### EXERCISE INSTRUCTIONS
Exactly as written, copy the lines that run from the start of the data below to the line containing "use serde::Serialize;", both ends included.

### MATERIAL FOR THE TASK
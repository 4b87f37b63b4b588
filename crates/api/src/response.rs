//! Shared response envelope types for API handlers.
//!
//! All API responses use a `{ "data": ... }` envelope.
//! Use [`DataResponse`] instead of ad-hoc `serde_json::json!({ "data": ... })`
//! to get compile-time type safety and consistent serialization.

use serde::Serialize;

/// Standard `{ "data": T }` response envelope.
///
/// # Example
///
/// ```ignore
/// Ok(Json(DataResponse { data: stats }))
/// ```
#[derive(Debug, Serialize)]
pub struct DataResponse<T: Serialize> {
    pub data: T,
}
//! Handlers for the `/branches` resource.

use axum::extract::State;
use axum::response::{IntoResponse, Response};
use axum::Json;
use courseinsight_core::query::branch_summaries;
use courseinsight_core::search::BRANCH_PREVIEW_LIMIT;

use crate::response::DataResponse;
use crate::state::AppState;

/// GET /api/v1/branches
pub async fn list(State(state): State<AppState>) -> Response {
    Json(DataResponse {
        data: &state.catalog.branches,
    })
    .into_response()
}

/// GET /api/v1/branches/summary
///
/// Each branch with its course count and first few courses.
pub async fn summary(State(state): State<AppState>) -> Response {
    let catalog = &state.catalog;
    let summaries = branch_summaries(&catalog.courses, &catalog.branches, BRANCH_PREVIEW_LIMIT);
    Json(DataResponse { data: summaries }).into_response()
}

### ANSWER TO THE EXERCISE
repository 4b87f37b63b4b588
filename crates/api/src/response.rs
//! Shared response envelope types for API handlers.
//!
//! All API responses use a `{ "data": ... }` envelope.
//! Use [`DataResponse`] instead of ad-hoc `serde_json::json!({ "data": ... })`
//! to get compile-time type safety and consistent serialization.

use serde::Serialize;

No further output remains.